Canadians were returning to stock and bond investments as they stashed marginally more cash into mutual funds in April compared with a year ago.
As global markets rebounded, the industry attracted about $507-million last month compared with $457-million in April a year ago, according to preliminary figures released yesterday by the Investment Funds Institute of Canada (IFIC).
"It's pretty much the same as last year, but the big difference is composition," Dennis Yanchus, IFIC's manager of statistics, said in an interview.
"Last year, it was all money markets, but this year it's long-term funds, so it is significant," Mr. Yanchus said. "Investors are moving back into the market, maybe feeling more confident. It's certainly not a wave but it's certainly in the right direction ... We've had a couple of months of fairly good equity markets."

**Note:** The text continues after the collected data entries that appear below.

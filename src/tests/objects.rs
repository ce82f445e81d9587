// Copyright 2025 The kms-pkcs11 Authors
// See LICENSE.txt file for terms

use super::*;
use crate::attribute::CK_ULONG_SIZE;

use serial_test::serial;

#[test]
#[serial]
fn test_find_no_objects() {
    let kms = TestKms::new("find_empty");
    kms.initialize();

    let session = open_session(0);
    assert_eq!(fn_find_objects_init(session, std::ptr::null_mut(), 0), CKR_OK);

    let mut handle: CK_OBJECT_HANDLE = CK_INVALID_HANDLE;
    let mut count: CK_ULONG = CK_UNAVAILABLE_INFORMATION;
    assert_eq!(fn_find_objects(session, &mut handle, 1, &mut count), CKR_OK);
    assert_eq!(count, 0);

    assert_eq!(fn_find_objects_final(session), CKR_OK);

    kms.finalize();
}

#[test]
#[serial]
fn test_find_state_machine() {
    let kms = TestKms::new("find_state");
    kms.initialize();

    let session = open_session(0);

    // no find active yet
    let mut handle: CK_OBJECT_HANDLE = CK_INVALID_HANDLE;
    let mut count: CK_ULONG = 0;
    assert_eq!(
        fn_find_objects(session, &mut handle, 1, &mut count),
        CKR_OPERATION_NOT_INITIALIZED
    );
    assert_eq!(
        fn_find_objects_final(session),
        CKR_OPERATION_NOT_INITIALIZED
    );

    assert_eq!(fn_find_objects_init(session, std::ptr::null_mut(), 0), CKR_OK);
    assert_eq!(
        fn_find_objects_init(session, std::ptr::null_mut(), 0),
        CKR_OPERATION_ACTIVE
    );
    assert_eq!(fn_find_objects_final(session), CKR_OK);

    // template pointer is required when a count is given
    assert_eq!(
        fn_find_objects_init(session, std::ptr::null_mut(), 1),
        CKR_ARGUMENTS_BAD
    );

    // output pointers are required
    assert_eq!(fn_find_objects_init(session, std::ptr::null_mut(), 0), CKR_OK);
    assert_eq!(
        fn_find_objects(session, std::ptr::null_mut(), 0, &mut count),
        CKR_ARGUMENTS_BAD
    );
    assert_eq!(
        fn_find_objects(session, &mut handle, 1, std::ptr::null_mut()),
        CKR_ARGUMENTS_BAD
    );
    assert_eq!(fn_find_objects_final(session), CKR_OK);

    // session validation precedes everything else
    assert_eq!(
        fn_find_objects(0, std::ptr::null_mut(), 0, std::ptr::null_mut()),
        CKR_SESSION_HANDLE_INVALID
    );
    assert_eq!(fn_find_objects_final(0), CKR_SESSION_HANDLE_INVALID);

    kms.finalize();
}

#[test]
#[serial]
fn test_find_ec_private_key() {
    let kms = TestKms::new("find_ec_key");
    kms.create_key(0, "ck", KeyAlgorithm::EcSignP256);
    kms.initialize();

    let session = open_session(0);

    let class = CKO_PRIVATE_KEY;
    let key_type = CKK_EC;
    let mut template = [
        CK_ATTRIBUTE {
            type_: CKA_CLASS,
            pValue: &class as *const _ as CK_VOID_PTR,
            ulValueLen: CK_ULONG_SIZE as CK_ULONG,
        },
        CK_ATTRIBUTE {
            type_: CKA_KEY_TYPE,
            pValue: &key_type as *const _ as CK_VOID_PTR,
            ulValueLen: CK_ULONG_SIZE as CK_ULONG,
        },
    ];
    let found = find_all(session, &mut template);
    assert_eq!(found.len(), 1);

    // read back class and label
    let mut read_class: CK_OBJECT_CLASS = CK_UNAVAILABLE_INFORMATION;
    let mut label = [0u8; 2];
    let mut read = [
        CK_ATTRIBUTE {
            type_: CKA_CLASS,
            pValue: &mut read_class as *mut _ as CK_VOID_PTR,
            ulValueLen: CK_ULONG_SIZE as CK_ULONG,
        },
        CK_ATTRIBUTE {
            type_: CKA_LABEL,
            pValue: label.as_mut_ptr() as CK_VOID_PTR,
            ulValueLen: label.len() as CK_ULONG,
        },
    ];
    assert_eq!(
        fn_get_attribute_value(session, found[0], read.as_mut_ptr(), 2),
        CKR_OK
    );
    assert_eq!(read_class, CKO_PRIVATE_KEY);
    assert_eq!(&label, b"ck");

    // the public half exists too
    let pub_class = CKO_PUBLIC_KEY;
    let mut template = class_template(&pub_class);
    assert_eq!(find_all(session, &mut template).len(), 1);

    kms.finalize();
}

#[test]
#[serial]
fn test_objects_are_per_token() {
    let kms = TestKms::new("objects_per_token");
    kms.create_key(0, "ck", KeyAlgorithm::EcSignP256);
    kms.initialize();

    let s0 = open_session(0);
    let s1 = open_session(1);

    let class = CKO_PRIVATE_KEY;
    let mut template = class_template(&class);
    let found = find_all(s0, &mut template);
    assert_eq!(found.len(), 1);

    // the second token has no objects
    let mut template = class_template(&class);
    assert_eq!(find_all(s1, &mut template).len(), 0);

    // and the first token's handle does not resolve through it
    let mut key_type: CK_KEY_TYPE = 0;
    let mut attr = CK_ATTRIBUTE {
        type_: CKA_KEY_TYPE,
        pValue: &mut key_type as *mut _ as CK_VOID_PTR,
        ulValueLen: CK_ULONG_SIZE as CK_ULONG,
    };
    assert_eq!(
        fn_get_attribute_value(s1, found[0], &mut attr, 1),
        CKR_OBJECT_HANDLE_INVALID
    );
    assert_eq!(fn_get_attribute_value(s0, found[0], &mut attr, 1), CKR_OK);
    assert_eq!(key_type, CKK_EC);

    kms.finalize();
}

#[test]
#[serial]
fn test_get_attribute_value_outcomes() {
    let kms = TestKms::new("attr_outcomes");
    kms.create_key(0, "ck", KeyAlgorithm::EcSignP256);
    kms.initialize();

    let session = open_session(0);
    let class = CKO_PRIVATE_KEY;
    let mut template = class_template(&class);
    let key = find_all(session, &mut template)[0];

    // sensitive attribute
    let mut value = [0u8; 256];
    let mut attr = CK_ATTRIBUTE {
        type_: CKA_VALUE,
        pValue: value.as_mut_ptr() as CK_VOID_PTR,
        ulValueLen: value.len() as CK_ULONG,
    };
    assert_eq!(
        fn_get_attribute_value(session, key, &mut attr, 1),
        CKR_ATTRIBUTE_SENSITIVE
    );
    assert_eq!(attr.ulValueLen, CK_UNAVAILABLE_INFORMATION);

    // absent attribute
    let mut attr = CK_ATTRIBUTE {
        type_: CKA_MODULUS,
        pValue: value.as_mut_ptr() as CK_VOID_PTR,
        ulValueLen: value.len() as CK_ULONG,
    };
    assert_eq!(
        fn_get_attribute_value(session, key, &mut attr, 1),
        CKR_ATTRIBUTE_TYPE_INVALID
    );
    assert_eq!(attr.ulValueLen, CK_UNAVAILABLE_INFORMATION);

    // size probe
    let mut attr = CK_ATTRIBUTE {
        type_: CKA_PUBLIC_KEY_INFO,
        pValue: std::ptr::null_mut(),
        ulValueLen: 0,
    };
    assert_eq!(fn_get_attribute_value(session, key, &mut attr, 1), CKR_OK);
    assert!(attr.ulValueLen > 0);
    assert_ne!(attr.ulValueLen, CK_UNAVAILABLE_INFORMATION);

    // undersized buffer
    let mut short = [0u8; 2];
    let mut attr = CK_ATTRIBUTE {
        type_: CKA_EC_PARAMS,
        pValue: short.as_mut_ptr() as CK_VOID_PTR,
        ulValueLen: short.len() as CK_ULONG,
    };
    assert_eq!(
        fn_get_attribute_value(session, key, &mut attr, 1),
        CKR_BUFFER_TOO_SMALL
    );
    assert_eq!(attr.ulValueLen, CK_UNAVAILABLE_INFORMATION);

    // handle and argument validation
    assert_eq!(
        fn_get_attribute_value(0, 0, std::ptr::null_mut(), 0),
        CKR_SESSION_HANDLE_INVALID
    );
    assert_eq!(
        fn_get_attribute_value(session, 0, std::ptr::null_mut(), 0),
        CKR_OBJECT_HANDLE_INVALID
    );
    assert_eq!(
        fn_get_attribute_value(session, key, std::ptr::null_mut(), 1),
        CKR_ARGUMENTS_BAD
    );

    kms.finalize();
}

#[test]
#[serial]
fn test_get_attribute_value_processes_every_entry() {
    let kms = TestKms::new("attr_mixed");
    kms.create_key(0, "ck", KeyAlgorithm::EcSignP256);
    kms.initialize();

    let session = open_session(0);
    let class = CKO_PRIVATE_KEY;
    let mut template = class_template(&class);
    let key = find_all(session, &mut template)[0];

    let mut decrypt: CK_BBOOL = CK_UNAVAILABLE_INFORMATION as CK_BBOOL;
    let mut token: CK_BBOOL = CK_UNAVAILABLE_INFORMATION as CK_BBOOL;
    let mut value_buf = [0u8; 2];
    let mut point_buf = [0u8; 2];
    let mut modulus_buf = [0u8; 2];
    let mut attrs = [
        CK_ATTRIBUTE {
            type_: CKA_DECRYPT,
            pValue: &mut decrypt as *mut _ as CK_VOID_PTR,
            ulValueLen: 1,
        },
        CK_ATTRIBUTE {
            type_: CKA_VALUE,
            pValue: value_buf.as_mut_ptr() as CK_VOID_PTR,
            ulValueLen: value_buf.len() as CK_ULONG,
        },
        CK_ATTRIBUTE {
            type_: CKA_EC_POINT,
            pValue: point_buf.as_mut_ptr() as CK_VOID_PTR,
            ulValueLen: point_buf.len() as CK_ULONG,
        },
        CK_ATTRIBUTE {
            type_: CKA_MODULUS,
            pValue: modulus_buf.as_mut_ptr() as CK_VOID_PTR,
            ulValueLen: modulus_buf.len() as CK_ULONG,
        },
        CK_ATTRIBUTE {
            type_: CKA_TOKEN,
            pValue: &mut token as *mut _ as CK_VOID_PTR,
            ulValueLen: 1,
        },
    ];

    let rv = fn_get_attribute_value(session, key, attrs.as_mut_ptr(), 5);
    assert!(
        rv == CKR_BUFFER_TOO_SMALL
            || rv == CKR_ATTRIBUTE_SENSITIVE
            || rv == CKR_ATTRIBUTE_TYPE_INVALID
    );

    // entries with sufficient buffers were processed anyway
    assert_eq!(decrypt, CK_FALSE);
    assert_eq!(attrs[0].ulValueLen, 1);
    assert_eq!(token, CK_TRUE);
    assert_eq!(attrs[4].ulValueLen, 1);

    // every failing entry reports its own outcome
    assert_eq!(attrs[1].ulValueLen, CK_UNAVAILABLE_INFORMATION);
    assert_eq!(attrs[2].ulValueLen, CK_UNAVAILABLE_INFORMATION);
    assert_eq!(attrs[3].ulValueLen, CK_UNAVAILABLE_INFORMATION);

    kms.finalize();
}

#[test]
#[serial]
fn test_certificates_synthesized_on_opt_in() {
    let kms = TestKms::new("certs_opt_in");
    kms.create_key(0, "ck", KeyAlgorithm::EcSignP256);
    kms.create_key(0, "dk", KeyAlgorithm::RsaDecryptOaep2048);
    kms.write_config(true);
    kms.initialize();

    let session = open_session(0);
    let class = CKO_CERTIFICATE;
    let mut template = class_template(&class);
    let found = find_all(session, &mut template);
    // decryption keys get no certificate
    assert_eq!(found.len(), 1);

    let mut attr = CK_ATTRIBUTE {
        type_: CKA_VALUE,
        pValue: std::ptr::null_mut(),
        ulValueLen: 0,
    };
    assert_eq!(fn_get_attribute_value(session, found[0], &mut attr, 1), CKR_OK);
    let mut der = vec![0u8; attr.ulValueLen as usize];
    attr.pValue = der.as_mut_ptr() as CK_VOID_PTR;
    assert_eq!(fn_get_attribute_value(session, found[0], &mut attr, 1), CKR_OK);
    // a DER SEQUENCE
    assert_eq!(der[0], 0x30);

    kms.finalize();
}

#[test]
#[serial]
fn test_no_certificates_by_default() {
    let kms = TestKms::new("certs_default");
    kms.create_key(0, "ck", KeyAlgorithm::EcSignP256);
    kms.initialize();

    let session = open_session(0);
    let class = CKO_CERTIFICATE;
    let mut template = class_template(&class);
    assert_eq!(find_all(session, &mut template).len(), 0);

    kms.finalize();
}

Long-term stock and bond funds are more profitable because they charge higher fees compared with money market funds, which are perceived to be safe parking spots for cash but provide little returns.
The new trend in flows comes as stock markets have come back with vengeance from their March 9 lows. The S&P/TSX composite index and S&P 500 index, respectively, have gained 23 and 29 per cent since then.

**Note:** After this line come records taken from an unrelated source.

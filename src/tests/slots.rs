// Copyright 2025 The kms-pkcs11 Authors
// See LICENSE.txt file for terms

use super::*;

use serial_test::serial;

#[test]
#[serial]
fn test_get_info() {
    let kms = TestKms::new("get_info");
    kms.initialize();

    assert_eq!(fn_get_info(std::ptr::null_mut()), CKR_ARGUMENTS_BAD);

    let mut info = CK_INFO {
        cryptokiVersion: CK_VERSION { major: 0, minor: 0 },
        manufacturerID: [0; 32],
        flags: 0,
        libraryDescription: [0; 32],
        libraryVersion: CK_VERSION { major: 0, minor: 0 },
    };
    assert_eq!(fn_get_info(&mut info), CKR_OK);
    assert_eq!(info.cryptokiVersion, CK_VERSION { major: 2, minor: 40 });

    kms.finalize();
}

#[test]
#[serial]
fn test_get_slot_list() {
    let kms = TestKms::new("slot_list");
    kms.initialize();

    assert_eq!(
        fn_get_slot_list(CK_FALSE, std::ptr::null_mut(), std::ptr::null_mut()),
        CKR_ARGUMENTS_BAD
    );

    // size probe, twice to check it is stable
    let mut count: CK_ULONG = 0;
    assert_eq!(
        fn_get_slot_list(CK_FALSE, std::ptr::null_mut(), &mut count),
        CKR_OK
    );
    assert_eq!(count, 2);
    assert_eq!(
        fn_get_slot_list(CK_FALSE, std::ptr::null_mut(), &mut count),
        CKR_OK
    );
    assert_eq!(count, 2);

    // undersized buffer reports the required size
    let mut slots = [CK_UNAVAILABLE_INFORMATION; 2];
    count = 1;
    assert_eq!(
        fn_get_slot_list(CK_FALSE, slots.as_mut_ptr(), &mut count),
        CKR_BUFFER_TOO_SMALL
    );
    assert_eq!(count, 2);

    count = 2;
    assert_eq!(
        fn_get_slot_list(CK_FALSE, slots.as_mut_ptr(), &mut count),
        CKR_OK
    );
    assert_eq!(count, 2);
    assert_eq!(slots, [0, 1]);

    kms.finalize();
}

#[test]
#[serial]
fn test_get_slot_info() {
    let kms = TestKms::new("slot_info");
    kms.initialize();

    let mut info = CK_SLOT_INFO {
        slotDescription: [0; 64],
        manufacturerID: [0; 32],
        flags: 0,
        hardwareVersion: CK_VERSION { major: 0, minor: 0 },
        firmwareVersion: CK_VERSION { major: 0, minor: 0 },
    };
    assert_eq!(fn_get_slot_info(0, &mut info), CKR_OK);
    assert_eq!(info.flags & CKF_TOKEN_PRESENT, CKF_TOKEN_PRESENT);

    assert_eq!(
        fn_get_slot_info(2, std::ptr::null_mut()),
        CKR_SLOT_ID_INVALID
    );
    assert_eq!(fn_get_slot_info(0, std::ptr::null_mut()), CKR_ARGUMENTS_BAD);

    kms.finalize();
}

#[test]
#[serial]
fn test_get_token_info() {
    let kms = TestKms::new("token_info");
    kms.initialize();

    let mut info = unsafe { std::mem::zeroed::<CK_TOKEN_INFO>() };
    assert_eq!(fn_get_token_info(0, &mut info), CKR_OK);
    assert_eq!(
        info.flags & CKF_TOKEN_INITIALIZED,
        CKF_TOKEN_INITIALIZED
    );
    assert_eq!(info.flags & CKF_WRITE_PROTECTED, CKF_WRITE_PROTECTED);
    assert_eq!(&info.label[..4], b"foo ");

    let mut info2 = unsafe { std::mem::zeroed::<CK_TOKEN_INFO>() };
    assert_eq!(fn_get_token_info(1, &mut info2), CKR_OK);
    assert_eq!(&info2.label[..4], b"bar ");
    // serials derive from distinct key rings
    assert_ne!(info.serialNumber, info2.serialNumber);

    assert_eq!(
        fn_get_token_info(2, std::ptr::null_mut()),
        CKR_SLOT_ID_INVALID
    );

    kms.finalize();
}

While there were flows into bond funds in February and March, "we still had a lot of money market funds," Mr. Yanchus said.
"In April, we don't have that ... It could be close to zero going into money market funds when we get the final data [later this month]."
Frank Hracs, chief economist at Toronto-based Credo Consulting Inc., said the amount of cash flowing into long-term funds in a seasonally weak month is "encouraging evidence that retail investors are starting to buy into the eventual economic recovery theme. ... Since there has been almost two years of widespread aversion to long-term funds among investors, the demand recovery over the near term could be surprisingly robust."
During April, some specialty fund categories made stellar gains. The financial service equity funds climbed an average of 17 per cent; real estate equity, 15 per cent; and emerging markets, 12 per cent.
"The interest-sensitive financial and real estate sectors had a double-digit rally," said independent fund analyst Peter Loach. "When rates fall, interest-sensitive stocks do very well."
Emerging market funds are also gaining strength on expectations that China is going to be an economic leader in pulling the global economy back on track, Mr. Loach said.
Last month, Royal Bank of Canada, which includes RBC Asset Management Inc. and Phillips Hager North Investment Management, was the leader with $818-million in net sales. Scotia Securities Inc. attracted $179-million in net inflows, while CIBC Asset Management suffered from $126-million in net redemptions.
Among the publicly traded fund companies, DundeeWealth Inc.'s Dynamic Mutual Funds reported $112-million in net sales. IGM Financial Inc., which owns Investors Group and Mackenzie Financial, saw $246-million in net redemptions, while AGF Management Ltd. experienced $47.6-million in net outflows.
CI Financial Corp., which is not a member of IFIC, posted net sales of $59-million.